Increased O-linked β-N-acetylglucosamine levels on proteins ... : Critical Care Medicine (original) (raw)

Laboratory Investigations

Increased O-linked β-N-acetylglucosamine levels on proteins improves survival, reduces inflammation and organ damage 24 hours after trauma-hemorrhage in rats

Nöt, Laszlo G. MD; Brocks, Charlye A. BA; Vámhidy, Laszlo MD, PhD; Marchase, Richard B. PhD; Chatham, John C. DPhil

From the Department of Cell Biology (LGN, RBM, JCC), Division of Cardiovascular Disease (CAB, JCC), Department of Medicine, Department of Physiology and Biophysics (JCC), Center for Cardiovascular Biology, Center for Free Radical Biology, Center for Aging, University of Alabama at Birmingham, Birmingham, AL; and the Department of Traumatology and Hand Surgery (LGN, LV), Institute of Musculoskeletal Surgery, University of Pécs, Pécs, Hungary.

This study was supported, in part, by grant HL076165 (RBM) and HL079364 (JCC) from the National Institutes of Health.

Drs.
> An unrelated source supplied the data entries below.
use std::time::Duration;

use async_trait::async_trait;
use reqwest::{Client, Response};
use serde::Deserialize;
use tracing::debug;
use url::Url;

use crate::config::ApiSection;

use super::error::{AssetClientError, AssetClientResult};
use super::models::{AssetHandle, AssetPhase, AssetStatus, CreateAssetRequest};

/// Remote service that registers assets and reports their processing phase.
#[async_trait]
pub trait AssetClient: Send + Sync {
    async fn create_asset(&self, request: &CreateAssetRequest) -> AssetClientResult<AssetHandle>;

    async fn get_asset(&self, id: &str) -> AssetClientResult<AssetStatus>;
}

/// HTTP client for a Livepeer Studio compatible asset API.
#[derive(Debug, Clone)]
pub struct StudioAssetClient {
    client: Client,
    base_url: Url,
    api_key: String,
}

impl StudioAssetClient {
    pub fn new(client: Client, base_url: &str, api_key: impl Into<String>) -> AssetClientResult<Self> {
        let base_url = normalize_base(base_url)?;
        Ok(Self {
            client,
            base_url,
            api_key: api_key.into(),
        })
    }

    pub fn from_config(config: &ApiSection) -> AssetClientResult<Self> {
        let api_key = std::env::var(&config.api_key_env)
            .ok()
            .filter(|value| !value.trim().is_empty())
            .ok_or_else(|| AssetClientError::MissingApiKey(config.api_key_env.clone()))?;
        let client = Client::builder()
            .user_agent("vodimport/0.1")
            .timeout(Duration::from_secs(config.request_timeout_seconds))
            .build()?;
        Self::new(client, &config.base_url, api_key)
    }

    pub fn base_url(&self) -> &Url {
        &self.base_url
    }

    fn create_endpoint(&self) -> AssetClientResult<Url> {
        Ok(self.base_url.join("asset/upload/url")?)
    }

    fn asset_endpoint(&self, id: &str) -> AssetClientResult<Url> {
        Ok(self.base_url.join(&format!("asset/{id}"))?)
    }
}

#[async_trait]
impl AssetClient for StudioAssetClient {
    async fn create_asset(&self, request: &CreateAssetRequest) -> AssetClientResult<AssetHandle> {
        let endpoint = self.create_endpoint()?;
        debug!(url = %request.url, endpoint = %endpoint, "requesting asset creation");
        let response = self
            .client
            .post(endpoint)
            .bearer_auth(&self.api_key)
            .json(request)
            .send()
            .await?;
        let body = read_success(response).await?;
        let created: CreatedAssetResponse = serde_json::from_str(&body)?;
        Ok(created.asset)
    }

    async fn get_asset(&self, id: &str) -> AssetClientResult<AssetStatus> {
        let endpoint = self.asset_endpoint(id)?;
        let response = self
            .client
            .get(endpoint)
            .bearer_auth(&self.api_key)
            .send()
            .await?;
        let body = read_success(response).await?;
        let asset: StudioAsset = serde_json::from_str(&body)?;
        Ok(asset.into())
    }
}

async fn read_success(response: Response) -> AssetClientResult<String> {
    let status = response.status();
    let body = response.text().await?;
    if !status.is_success() {
        return Err(AssetClientError::Api {
            status: status.as_u16(),
            body,
        });
    }
    Ok(body)
}

fn normalize_base(raw: &str) -> AssetClientResult<Url> {
    let trimmed = raw.trim();
    if trimmed.is_empty() {
        return Err(AssetClientError::Unexpected("empty api base url".into()));
    }
    // Url::join drops the last segment unless the base ends with a slash.
    let with_slash = if trimmed.ends_with('/') {
        trimmed.to_string()
    } else {
        format!("{trimmed}/")
    };
    Ok(Url::parse(&with_slash)?)
}

#[derive(Debug, Deserialize)]
struct CreatedAssetResponse {
    asset: AssetHandle,
}

#[derive(Debug, Deserialize)]
struct StudioAsset {
    id: String,
    #[serde(default)]
    status: Option<StudioAssetStatus>,
}

#[derive(Debug, Deserialize)]
#[serde(rename_all = "camelCase")]
struct StudioAssetStatus {
    #[serde(default)]
    phase: Option<AssetPhase>,
    #[serde(default)]
    error_message: Option<String>,
}

impl From<StudioAsset> for AssetStatus {
    fn from(asset: StudioAsset) -> Self {
        let (phase, error_message) = match asset.status {
            Some(status) => (status.phase, status.error_message),
            None => (None, None),
        };
        AssetStatus {
            id: asset.id,
            phase,
            error_message,
        }
    }
}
Marchase and Chatham have pending patents. All other authors have no potential conflicts of interest to disclose.

For information regarding this article, E-mail: [email protected]

Abstract

Objective:

To evaluate the effects of O-linked β-N-acetylglucosamine (O-GlcNAc) levels on survival, inflammation, and organ damage 24 hrs after trauma-hemorrhage. We have previously shown that increasing protein O-GlcNAc levels by different mechanisms reduced inflammatory responses and improved organ function 2 hrs after trauma-hemorrhage.

Design:

Prospective, randomized, controlled study.

Setting:

Animal research laboratory.

Subjects:

Male, adult Sprague-Dawley rats.

Interventions:

Overnight fasted animals were subjected to either sham surgery or trauma-hemorrhage and during the resuscitation phase received glucosamine (270 mg/kg) to increase O-GlcNAc synthesis or O-(2-acetamido-2-deoxy-D-glucopyranosylidene) amino N-phenyl carbamate (PUGNAc, 7 mg/kg) to inhibit O-GlcNAc removal, or mannitol as control.
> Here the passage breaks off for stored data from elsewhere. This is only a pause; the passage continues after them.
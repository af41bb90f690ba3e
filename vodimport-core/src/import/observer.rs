use std::path::PathBuf;
use std::sync::{Arc, Mutex};

use serde::{Deserialize, Serialize};
use tracing::{debug, info, warn};

use crate::asset::AssetPhase;

/// Progress notifications emitted by the importer.
#[derive(Debug, Clone, PartialEq)]
pub enum ImportEvent {
    RunStarted {
        total: usize,
        batches: usize,
        resumed: usize,
    },
    BatchStarted {
        batch: usize,
        size: usize,
    },
    BatchUploaded {
        batch: usize,
        count: usize,
    },
    StatusPolled {
        asset_id: String,
        attempt: usize,
        phase: Option<AssetPhase>,
    },
    ItemSettled {
        asset_id: String,
        phase: AssetPhase,
        error_message: Option<String>,
        seconds: f64,
    },
    CheckpointWritten {
        path: PathBuf,
        results: usize,
    },
    RunFinished {
        total: usize,
        succeeded: usize,
        failed: usize,
    },
}

pub trait ImportObserver: Send + Sync {
    fn on_event(&self, event: &ImportEvent);
}

#[derive(Debug, Clone, Copy, Default)]
pub struct NoopObserver;

impl ImportObserver for NoopObserver {
    fn on_event(&self, _event: &ImportEvent) {}
}

/// Default observer: structured `tracing` events.
#[derive(Debug, Clone, Copy, Default)]
pub struct TracingObserver;

impl ImportObserver for TracingObserver {
    fn on_event(&self, event: &ImportEvent) {
        match event {
            ImportEvent::RunStarted {
                total,
                batches,
                resumed,
            } => {
                info!(total, batches, resumed, "import started");
            }
            ImportEvent::BatchStarted { batch, size } => {
                debug!(batch, size, "batch started");
            }
            ImportEvent::BatchUploaded { batch, count } => {
                info!(batch, count, "batch uploaded");
            }
            ImportEvent::StatusPolled {
                asset_id,
                attempt,
                phase,
            } => {
                let phase = phase.as_ref().map(AssetPhase::as_str).unwrap_or("unset");
                debug!(asset_id = %asset_id, attempt, phase, "status polled");
            }
            ImportEvent::ItemSettled {
                asset_id,
                phase,
                error_message,
                seconds,
            } => {
                let error = error_message.as_deref().unwrap_or("none");
                if matches!(phase, AssetPhase::Ready) {
                    info!(asset_id = %asset_id, phase = %phase, seconds, "asset settled");
                } else {
                    warn!(asset_id = %asset_id, phase = %phase, error, seconds, "asset settled");
                }
            }
            ImportEvent::CheckpointWritten { path, results } => {
                info!(path = %path.display(), results, "checkpoint written");
            }
            ImportEvent::RunFinished {
                total,
                succeeded,
                failed,
            } => {
                info!(total, succeeded, failed, "import finished");
            }
        }
    }
}

#[derive(Debug, Clone, Default, Serialize, Deserialize, PartialEq)]
pub struct ImportMetrics {
    pub batches_started: u64,
    pub assets_created: u64,
    pub status_polls: u64,
    pub assets_ready: u64,
    pub assets_failed: u64,
    pub checkpoints_written: u64,
    pub total_seconds: f64,
}

impl ImportMetrics {
    pub fn record_batch(&mut self) {
        self.batches_started = self.batches_started.saturating_add(1);
    }

    pub fn record_created(&mut self, count: u64) {
        self.assets_created = self.assets_created.saturating_add(count);
    }

    pub fn record_poll(&mut self) {
        self.status_polls = self.status_polls.saturating_add(1);
    }

    pub fn record_settled(&mut self, ready: bool, seconds: f64) {
        if ready {
            self.assets_ready = self.assets_ready.saturating_add(1);
        } else {
            self.assets_failed = self.assets_failed.saturating_add(1);
        }
        self.total_seconds += seconds;
    }

    pub fn record_checkpoint(&mut self) {
        self.checkpoints_written = self.checkpoints_written.saturating_add(1);
    }

    pub fn settled(&self) -> u64 {
        self.assets_ready + self.assets_failed
    }

    pub fn success_rate(&self) -> f64 {
        if self.settled() == 0 {
            0.0
        } else {
            (self.assets_ready as f64 / self.settled() as f64) * 100.0
        }
    }

    pub fn mean_seconds(&self) -> f64 {
        if self.settled() == 0 {
            0.0
        } else {
            self.total_seconds / self.settled() as f64
        }
    }
}

/// Folds events into [`ImportMetrics`].
#[derive(Debug, Default)]
pub struct MetricsObserver {
    metrics: Mutex<ImportMetrics>,
}

impl MetricsObserver {
    pub fn new() -> Self {
        Self::default()
    }

    pub fn snapshot(&self) -> ImportMetrics {
        match self.metrics.lock() {
            Ok(guard) => guard.clone(),
            Err(poisoned) => poisoned.into_inner().clone(),
        }
    }
}

impl ImportObserver for MetricsObserver {
    fn on_event(&self, event: &ImportEvent) {
        let mut guard = match self.metrics.lock() {
            Ok(guard) => guard,
            Err(poisoned) => poisoned.into_inner(),
        };
        match event {
            ImportEvent::BatchStarted { .. } => guard.record_batch(),
            ImportEvent::BatchUploaded { count, .. } => guard.record_created(*count as u64),
            ImportEvent::StatusPolled { .. } => guard.record_poll(),
            ImportEvent::ItemSettled { phase, seconds, .. } => {
                guard.record_settled(matches!(phase, AssetPhase::Ready), *seconds)
            }
            ImportEvent::CheckpointWritten { .. } => guard.record_checkpoint(),
            ImportEvent::RunStarted { .. } | ImportEvent::RunFinished { .. } => {}
        }
    }
}

/// Forwards every event to each inner observer in order.
#[derive(Default)]
pub struct CompositeObserver {
    observers: Vec<Arc<dyn ImportObserver>>,
}

impl CompositeObserver {
    pub fn new() -> Self {
        Self::default()
    }

    pub fn with(mut self, observer: Arc<dyn ImportObserver>) -> Self {
        self.observers.push(observer);
        self
    }
}

impl ImportObserver for CompositeObserver {
    fn on_event(&self, event: &ImportEvent) {
        for observer in &self.observers {
            observer.on_event(event);
        }
    }
}
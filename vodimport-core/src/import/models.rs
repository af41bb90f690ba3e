use serde::{Deserialize, Serialize};
use serde_json::{Map, Value};
use tokio::time::{Duration, Instant};

use crate::asset::{AssetHandle, AssetStatus};

/// One entry of the input file. Everything except `url` is carried through untouched.
#[derive(Debug, Clone, Serialize, Deserialize, PartialEq)]
pub struct MediaDescriptor {
    pub url: String,
    #[serde(flatten)]
    pub extra: Map<String, Value>,
}

impl MediaDescriptor {
    pub fn new(url: impl Into<String>) -> Self {
        Self {
            url: url.into(),
            extra: Map::new(),
        }
    }

    pub fn with_field(mut self, key: impl Into<String>, value: impl Into<Value>) -> Self {
        self.extra.insert(key.into(), value.into());
        self
    }
}

/// How results of one batch are appended to the result set.
#[derive(Debug, Clone, Copy, Default, PartialEq, Eq, Serialize, Deserialize)]
#[serde(rename_all = "snake_case")]
pub enum ResultOrdering {
    /// In input order, regardless of which asset settled first.
    #[default]
    Input,
    /// In the order each asset reaches a terminal phase.
    Completion,
}

/// An asset that has been created remotely and still has to settle.
#[derive(Debug, Clone)]
pub struct InFlightItem {
    pub index: usize,
    pub handle: AssetHandle,
    pub source: MediaDescriptor,
    pub started_at: Instant,
}

/// Terminal status of an in-flight item, before it is merged into a result.
#[derive(Debug, Clone)]
pub struct SettledItem {
    pub index: usize,
    pub status: AssetStatus,
    pub source: MediaDescriptor,
    pub elapsed: Duration,
    pub attempts: usize,
}

#[derive(Debug, Clone, Serialize, Deserialize, PartialEq)]
#[serde(rename_all = "camelCase")]
pub struct MediaResult {
    pub asset_id: String,
    pub success: bool,
    #[serde(default, skip_serializing_if = "Option::is_none")]
    pub error_message: Option<String>,
    pub seconds: f64,
    #[serde(flatten)]
    pub source: MediaDescriptor,
}

/// Cumulative, append-only list of results. This is what the checkpoint holds.
#[derive(Debug, Clone, Default, Serialize, Deserialize, PartialEq)]
#[serde(transparent)]
pub struct ResultSet {
    results: Vec<MediaResult>,
}

impl ResultSet {
    pub fn new() -> Self {
        Self::default()
    }

    pub(crate) fn push(&mut self, result: MediaResult) {
        self.results.push(result);
    }

    pub fn len(&self) -> usize {
        self.results.len()
    }

    pub fn is_empty(&self) -> bool {
        self.results.is_empty()
    }

    pub fn iter(&self) -> std::slice::Iter<'_, MediaResult> {
        self.results.iter()
    }

    pub fn as_slice(&self) -> &[MediaResult] {
        &self.results
    }

    pub fn succeeded(&self) -> usize {
        self.results.iter().filter(|result| result.success).count()
    }

    pub fn failed(&self) -> usize {
        self.len() - self.succeeded()
    }

    pub fn into_vec(self) -> Vec<MediaResult> {
        self.results
    }
}

impl<'a> IntoIterator for &'a ResultSet {
    type Item = &'a MediaResult;
    type IntoIter = std::slice::Iter<'a, MediaResult>;

    fn into_iter(self) -> Self::IntoIter {
        self.results.iter()
    }
}

#[cfg(test)]
mod tests {
    use super::*;

    #[test]
    fn descriptor_keeps_pass_through_fields() {
        let raw = r#"{"url":"https://cdn/a.mp4","title":"A","tags":["x"],"duration":12.5}"#;
        let descriptor: MediaDescriptor = serde_json::from_str(raw).unwrap();
        assert_eq!(descriptor.url, "https://cdn/a.mp4");
        assert_eq!(descriptor.extra.len(), 3);
        assert_eq!(descriptor.extra["title"], Value::from("A"));
    }

    #[test]
    fn result_serializes_flat_with_camel_case_keys() {
        let result = MediaResult {
            asset_id: "x".into(),
            success: false,
            error_message: Some("transcode error".into()),
            seconds: 1.5,
            source: MediaDescriptor::new("a").with_field("title", "A"),
        };
        let value = serde_json::to_value(&result).unwrap();
        assert_eq!(value["assetId"], "x");
        assert_eq!(value["success"], false);
        assert_eq!(value["errorMessage"], "transcode error");
        assert_eq!(value["seconds"], 1.5);
        assert_eq!(value["url"], "a");
        assert_eq!(value["title"], "A");

        let back: MediaResult = serde_json::from_value(value).unwrap();
        assert_eq!(back, result);
    }

    #[test]
    fn absent_error_message_is_omitted() {
        let result = MediaResult {
            asset_id: "x".into(),
            success: true,
            error_message: None,
            seconds: 0.4,
            source: MediaDescriptor::new("a"),
        };
        let value = serde_json::to_value(&result).unwrap();
        assert!(value.get("errorMessage").is_none());
    }

    #[test]
    fn ordering_parses_from_snake_case() {
        let ordering: ResultOrdering = serde_json::from_str(r#""input""#).unwrap();
        assert_eq!(ordering, ResultOrdering::Input);
        assert_eq!(ResultOrdering::default(), ResultOrdering::Input);
    }
}
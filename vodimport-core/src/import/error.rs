use std::path::PathBuf;
use std::time::Duration;

use thiserror::Error;

use crate::asset::AssetClientError;

#[derive(Debug, Error)]
pub enum ImportError {
    #[error("failed to read input {path}: {source}")]
    Input {
        path: PathBuf,
        source: std::io::Error,
    },
    #[error("failed to parse {path}: {source}")]
    Decode {
        path: PathBuf,
        source: serde_json::Error,
    },
    #[error("asset creation failed for {url}: {source}")]
    Create {
        url: String,
        source: AssetClientError,
    },
    #[error("status query failed for asset {asset_id}: {source}")]
    Status {
        asset_id: String,
        source: AssetClientError,
    },
    #[error("asset {asset_id} did not settle within {elapsed:?}")]
    PollDeadline { asset_id: String, elapsed: Duration },
    #[error("import cancelled")]
    Cancelled,
    #[error("checkpoint write to {path} failed: {source}")]
    Checkpoint {
        path: PathBuf,
        source: std::io::Error,
    },
    #[error("serialization error: {0}")]
    Serialization(#[from] serde_json::Error),
    #[error("checkpoint holds {recorded} results but the input only has {available} items")]
    ResumeMismatch { recorded: usize, available: usize },
    #[error("batch size must be at least 1")]
    InvalidBatchSize,
}

pub type ImportResult<T> = Result<T, ImportError>;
Measurements and Main Results:

Survival was followed up for 24 hrs. Surviving rats were euthanized and inflammatory responses, and end organ injuries were assessed. Both glucosamine and PUGNAc increased 24-hr survival compared with controls (control: 53%, GN: 85%, PUGNAc: 86%, log-rank test, p < .05). PUGNAc attenuated the trauma-hemorrhage-induced increase in serum interleukin-6 (sham surgery: 8 ± 6, control: 181 ± 36, PUGNAc: 42 ± 22 pg/mL, p < .05), alanine transaminase (sham surgery: 95 ± 14, control: 297 ± 56, PUGNAc: 126 ± 21 IU, p < .05), aspartate transaminase (sham surgery: 536 ± 110, control: 1661 ± 215, PUGNAc: 897 ± 155 IU, p < .05), and lactate dehydrogenase (sham surgery: 160 ± 18, control: 1499 ± 311, PUGNAc: 357 ± 99 IU, p < .05); however, glucosamine had no effect on these serum parameters. Furthermore, PUGNAc but not glucosamine maintained O-GlcNAc levels in liver and lung and significantly attenuated the NF-κB DNA activation in the liver. In the liver and heart, increased inducible nitric oxide synthase expression was also attenuated in the PUGNAc-treated group.

Conclusions:

These results demonstrate that increasing O-GlcNAc with either glucosamine or PUGNAc improved 24-hr survival after trauma-hemorrhage. However, only PUGNAc treatment attenuated significantly the subsequent tissue injury and inflammatory responses, suggesting that inhibition of O-GlcNAc removal may represent a new therapeutic approach for the treatment of hypovolemic shock.